(Exercise materials Opens)

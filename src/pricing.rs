//! Order totals: tiered discount, then shipping on the discounted subtotal.

use crate::config;
use crate::models::{DeckEntryMatch, PriceBreakdown, ShippingMethod};

/// Price every match that has a selected variant.
///
/// Unselected entries (excluded, not found, ambiguous) contribute nothing.
/// Totals saturate rather than overflow.
pub fn calculate(matches: &[DeckEntryMatch]) -> PriceBreakdown {
    let contributing: Vec<&DeckEntryMatch> = matches.iter().filter(|m| m.is_resolved()).collect();

    let base_total_cents = contributing
        .iter()
        .fold(0u64, |acc, m| acc.saturating_add(m.line_total_cents()));
    let card_count = contributing
        .iter()
        .fold(0u64, |acc, m| acc.saturating_add(u64::from(m.deck_entry.qty)));

    let discount_percent = discount_percent(base_total_cents);
    let discount_amount_cents = discount_amount(base_total_cents, discount_percent);
    let subtotal_after_discount_cents = base_total_cents - discount_amount_cents;

    let (shipping_method, shipping_cost_cents) = shipping(subtotal_after_discount_cents);

    PriceBreakdown {
        base_total_cents,
        discount_percent,
        discount_amount_cents,
        subtotal_after_discount_cents,
        shipping_method,
        shipping_cost_cents,
        grand_total_cents: subtotal_after_discount_cents.saturating_add(shipping_cost_cents),
        line_count: contributing.len(),
        card_count,
    }
}

/// Discount percent for a base total; thresholds are strict greater-than.
pub fn discount_percent(base_total_cents: u64) -> u64 {
    config::DISCOUNT_TIERS
        .iter()
        .find(|(threshold, _)| base_total_cents > *threshold)
        .map(|(_, percent)| *percent)
        .unwrap_or(0)
}

/// Floor of `percent`% of `base_cents`, computed without overflow.
pub fn discount_amount(base_cents: u64, percent: u64) -> u64 {
    let amount = u128::from(base_cents) * u128::from(percent.min(100)) / 100;
    u64::try_from(amount).unwrap_or(u64::MAX)
}

/// Shipping method and cost for a discounted subtotal.
pub fn shipping(subtotal_cents: u64) -> (ShippingMethod, u64) {
    if subtotal_cents > config::EXPRESS_SHIPPING_THRESHOLD_CENTS {
        (ShippingMethod::Express, 0)
    } else if subtotal_cents > config::FREE_SHIPPING_THRESHOLD_CENTS {
        (ShippingMethod::Normal, 0)
    } else {
        (ShippingMethod::Normal, config::STANDARD_SHIPPING_CENTS)
    }
}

(Exercise materials Closes)

**Task statement:** The required output is the line holding "computed without overflow." plus every line after it in the data, reproduced exactly.

**Exercise solution:**
/// Floor of `percent`% of `base_cents`, computed without overflow.
pub fn discount_amount(base_cents: u64, percent: u64) -> u64 {
    let amount = u128::from(base_cents) * u128::from(percent.min(100)) / 100;
    u64::try_from(amount).unwrap_or(u64::MAX)
}

/// Shipping method and cost for a discounted subtotal.
pub fn shipping(subtotal_cents: u64) -> (ShippingMethod, u64) {
    if subtotal_cents > config::EXPRESS_SHIPPING_THRESHOLD_CENTS {
        (ShippingMethod::Express, 0)
    } else if subtotal_cents > config::FREE_SHIPPING_THRESHOLD_CENTS {
        (ShippingMethod::Normal, 0)
    } else {
        (ShippingMethod::Normal, config::STANDARD_SHIPPING_CENTS)
    }
}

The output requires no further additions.